Je sais pas qui tu es, je sais pas d’où tu viens. Mais je sais que tu es là. Freud a essayé de me faire croire que tu te planquais entre mes cuisses. Et puis je me suis rendu compte qu’entre mes cuisses, c’était vivant et ça créait de l’énergie. Entre mes cuisses, ça capte, ça saisit, ça entoure, ça frémit, ça se tend, ça se détend, ça s’ouvre, ça se ressert. Entre mes cuisses, il n’y a jamais eu de vide. Mais bon, Freud, il a jamais compris les vulves et les vagins. C’est pas grave en soi, mais c’est juste que ça a bien foutu la merde dans la psyché de pas mal de femmes et d’hommes qui pensent que c’est un trou à remplir. Et ça, franchement, c’est naze, parce qu’on passe à côté de plein de trucs à considérer la sexualité comme un Lego.
Mais bon, bref, pardon, je reviens à toi, cher vide.
Je voudrais bien qu’on fasse la paix, toi et moi. Parce que tu vois, le souci, c’est que tu bouffes pas mal d’énergie. Une énergie que j’aimerais bien utiliser à autre chose que te combler. Et qui sait, peut-être que si on faisait la paix, tu pourrais toi aussi me donner de l’énergie au lieu de me la consumer. Mais le plus gros souci quand tu as faim, c’est que je sais plus qui je suis. Tu me grignotes l’identité. Et je sais plus ce que je vaux, je sais plus m’aimer. Je m’écoute, et j’entends gronder. Ça fait un bruit d’orage dans mon corps, j’ai le coeur qui sent la pluie et ça saigne entre mes yeux. Et j’ai faim pour toi. J’ai faim de culs, de cervelles, de coeurs, de travail, de logiques à pourfendre, de valeurs à détruire, de cimetières de souvenirs à profaner.
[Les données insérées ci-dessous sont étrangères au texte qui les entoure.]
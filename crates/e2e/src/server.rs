//! Application under test - spawning and health checking its dev server

use std::collections::BTreeMap;
use std::path::PathBuf;
use std::process::{Child, Command, Stdio};
use std::time::Duration;

use serde::{Deserialize, Serialize};
use tokio::time::sleep;
use tracing::{info, warn};

use crate::error::{E2eError, E2eResult};

/// Handle to a running application process
pub struct AppServerHandle {
    child: Child,
    base_url: String,
}

impl AppServerHandle {
    /// Spawn the application and wait until `base_url` answers
    pub async fn spawn(config: &AppServerConfig, base_url: &str) -> E2eResult<Self> {
        let (program, args) = config
            .command
            .split_first()
            .ok_or_else(|| E2eError::Config("app.command is empty".into()))?;

        info!("Spawning application: {}", config.command.join(" "));

        let mut cmd = Command::new(program);
        cmd.args(args).stdout(Stdio::null()).stderr(Stdio::inherit());
        if let Some(dir) = &config.working_dir {
            cmd.current_dir(dir);
        }
        for (key, value) in &config.env {
            cmd.env(key, value);
        }

        let child = cmd.spawn().map_err(|e| {
            E2eError::ServerStartup(format!("Failed to spawn {}: {}", program, e))
        })?;

        let mut handle = AppServerHandle {
            child,
            base_url: base_url.to_string(),
        };

        // Wait for the application to be reachable
        if let Err(e) = handle
            .wait_for_healthy(Duration::from_secs(config.startup_timeout_secs))
            .await
        {
            let _ = handle.stop();
            return Err(e);
        }

        info!("Application is up at {}", base_url);
        Ok(handle)
    }

    /// Poll the base URL until it answers with a success status
    async fn wait_for_healthy(&mut self, timeout_duration: Duration) -> E2eResult<()> {
        let client = reqwest::Client::builder()
            .timeout(Duration::from_secs(2))
            .build()?;

        let start = std::time::Instant::now();
        let mut attempts = 0;

        while start.elapsed() < timeout_duration {
            attempts += 1;

            if let Some(status) = self.child.try_wait()? {
                return Err(E2eError::ServerStartup(format!(
                    "application exited early with {}",
                    status
                )));
            }

            match client.get(&self.base_url).send().await {
                Ok(resp) if resp.status().is_success() => {
                    return Ok(());
                }
                Ok(resp) => {
                    warn!("Health check returned {}", resp.status());
                }
                Err(e) => {
                    if attempts == 1 {
                        info!("Waiting for application to start...");
                    }
                    // Connection refused is expected while the dev server compiles
                    if !e.is_connect() {
                        warn!("Health check error: {}", e);
                    }
                }
            }

            sleep(Duration::from_millis(500)).await;
        }

        Err(E2eError::ServerHealthCheck(attempts))
    }

    pub fn base_url(&self) -> &str {
        &self.base_url
    }

    /// Stop the application
    pub fn stop(&mut self) -> E2eResult<()> {
        if self.child.try_wait()?.is_some() {
            return Ok(());
        }
        info!("Stopping application (pid: {})", self.child.id());

        // Try graceful shutdown first
        #[cfg(unix)]
        {
            use nix::sys::signal::{kill, Signal};
            use nix::unistd::Pid;

            let pid = Pid::from_raw(self.child.id() as i32);
            if kill(pid, Signal::SIGTERM).is_ok() {
                std::thread::sleep(Duration::from_millis(500));
            }
        }

        // Force kill if still running
        let _ = self.child.kill();
        let _ = self.child.wait();

        Ok(())
    }
}

impl Drop for AppServerHandle {
    fn drop(&mut self) {
        let _ = self.stop();
    }
}

/// How to start the application under test
#[derive(Debug, Clone, Serialize, Deserialize)]
pub struct AppServerConfig {
    /// Program and arguments, e.g. `["npm", "start"]`
    pub command: Vec<String>,

    /// Directory to run the command in
    #[serde(default)]
    pub working_dir: Option<PathBuf>,

    /// Extra environment variables
    #[serde(default)]
    pub env: BTreeMap<String, String>,

    /// How long to wait for the base URL to answer
    #[serde(default = "default_startup_timeout")]
    pub startup_timeout_secs: u64,
}

fn default_startup_timeout() -> u64 {
    180 // the Angular dev server compiles on first start
}

impl Default for AppServerConfig {
    fn default() -> Self {
        Self {
            command: vec!["npm".to_string(), "start".to_string()],
            working_dir: None,
            env: BTreeMap::new(),
            startup_timeout_secs: default_startup_timeout(),
        }
    }
}

#[cfg(test)]
mod tests {
    use super::*;

    #[tokio::test]
    async fn test_empty_command_is_rejected() {
        let config = AppServerConfig {
            command: vec![],
            ..Default::default()
        };
        let err = AppServerHandle::spawn(&config, "http://127.0.0.1:9").await.err().unwrap();
        assert!(matches!(err, E2eError::Config(_)));
    }

    #[cfg(unix)]
    #[tokio::test]
    async fn test_early_exit_is_reported() {
        let config = AppServerConfig {
            command: vec!["false".to_string()],
            startup_timeout_secs: 10,
            ..Default::default()
        };
        let err = AppServerHandle::spawn(&config, "http://127.0.0.1:9").await.err().unwrap();
        assert!(matches!(err, E2eError::ServerStartup(_)));
    }
}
Tu sais que tu as un côté tyran mon coco ?
Mais déjà je ne t’entends plus. Quelques exagérations métaphoriques et te voilà rassasié ? Tu avais juste envie que je revienne ici ? C’est ça ?
Je sais pas qui tu es. Mais tu bouges vite. Est-ce que t’as envie d’être aimé ou envie de créer ? Es-tu enfant tyran ou reine mère ? Circée ou Babayaga ? As-tu envie de consumer, de détruire ou de laisser mourir ? Es-tu compatissant ou trou béant ?
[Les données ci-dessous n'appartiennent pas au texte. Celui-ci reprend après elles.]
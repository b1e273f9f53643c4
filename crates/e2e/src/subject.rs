//! Captured element references

use std::fmt;

use crate::driver::ElementHandle;
use crate::error::{E2eError, E2eResult};

/// One or more DOM nodes captured by a query, reused for later sub-queries
/// and assertions within a test case.
#[derive(Debug, Clone, PartialEq, Eq)]
pub struct Subject {
    selector: String,
    handles: Vec<ElementHandle>,
}

impl Subject {
    /// Capture a non-empty set of handles.
    pub fn new(selector: impl Into<String>, handles: Vec<ElementHandle>) -> E2eResult<Self> {
        let selector = selector.into();
        if handles.is_empty() {
            return Err(E2eError::not_found(selector));
        }
        Ok(Subject { selector, handles })
    }

    pub fn selector(&self) -> &str {
        &self.selector
    }

    pub fn handles(&self) -> &[ElementHandle] {
        &self.handles
    }

    pub fn len(&self) -> usize {
        self.handles.len()
    }

    pub fn is_empty(&self) -> bool {
        self.handles.is_empty()
    }

    /// The first node; subjects are never empty.
    pub fn head(&self) -> ElementHandle {
        self.handles[0]
    }

    /// Narrow to the node at `index`.
    pub fn eq(&self, index: usize) -> E2eResult<Subject> {
        let selector = format!("{}:eq({})", self.selector, index);
        match self.handles.get(index) {
            Some(handle) => Ok(Subject {
                selector,
                handles: vec![*handle],
            }),
            None => Err(E2eError::not_found(selector)),
        }
    }

    pub fn first(&self) -> Subject {
        Subject {
            selector: format!("{}:first", self.selector),
            handles: vec![self.head()],
        }
    }

    /// Each node as its own subject, in document order.
    pub fn split(&self) -> Vec<Subject> {
        self.handles
            .iter()
            .enumerate()
            .map(|(i, h)| Subject {
                selector: format!("{}:eq({})", self.selector, i),
                handles: vec![*h],
            })
            .collect()
    }
}

impl fmt::Display for Subject {
    fn fmt(&self, f: &mut fmt::Formatter<'_>) -> fmt::Result {
        f.write_str(&self.selector)
    }
}

#[cfg(test)]
mod tests {
    use super::*;

    fn radios() -> Subject {
        Subject::new(
            "[type=\"radio\"]",
            vec![ElementHandle(4), ElementHandle(5), ElementHandle(6)],
        )
        .unwrap()
    }

    #[test]
    fn test_empty_capture_is_not_found() {
        let err = Subject::new("nb-card", vec![]).unwrap_err();
        assert!(matches!(err, E2eError::ElementNotFound { selector } if selector == "nb-card"));
    }

    #[test]
    fn test_eq_narrows_and_names_index() {
        let second = radios().eq(1).unwrap();
        assert_eq!(second.handles(), &[ElementHandle(5)]);
        assert_eq!(second.selector(), "[type=\"radio\"]:eq(1)");
    }

    #[test]
    fn test_eq_out_of_range() {
        let err = radios().eq(3).unwrap_err();
        assert_eq!(err.to_string(), "Element not found: [type=\"radio\"]:eq(3)");
    }

    #[test]
    fn test_split_keeps_order() {
        let parts = radios().split();
        assert_eq!(parts.len(), 3);
        assert_eq!(parts[2].head(), ElementHandle(6));
    }
}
Il y a bien du monde dans ce vide, finalement… Peut-être que je me suis trompée d’adresse ?
Le monde que tu cries ressemble à l’unicité. Moi, je veux bien. Mais personne d’autre ne pourra te l’offrir. Ça ne sert pas à grand chose d’attendre que cela vienne de lui, ou d’elle, ou de l’autre. J’en suis navrée, sincèrement. J’en suis navrée parce que je sais qu’on y passe trop de temps, à attendre. Attendre la peur, attendre le cul, la cervelle ou le coeur. Attendre le mot d’amour, l’attention spéciale, la joie ultime, unique qui n’est jamais aussi belle que celle que tu aurais espérée.
Qu’est-ce que tu espères au juste ? Être comblé ? Chaton, on tourne en rond.
Tu sais ce qu’on va faire ?
…
Négoce alité, pas l’heure dérangé
Au delà du souffle une drogue à semer.
Pause. Fenêtre. Je reviens.
L’essentiel. Ha oui. C’est vrai. C’est pur. C’est beau. Content l’ego ?
Echo Lego. J’ai tué maman. Mes mains sur sa gorge se sont serrées.
On m’a jugée. On m’a chassée. J’ai pris mon sac de voyage à grosses fleurs colorées. Un sac inventé.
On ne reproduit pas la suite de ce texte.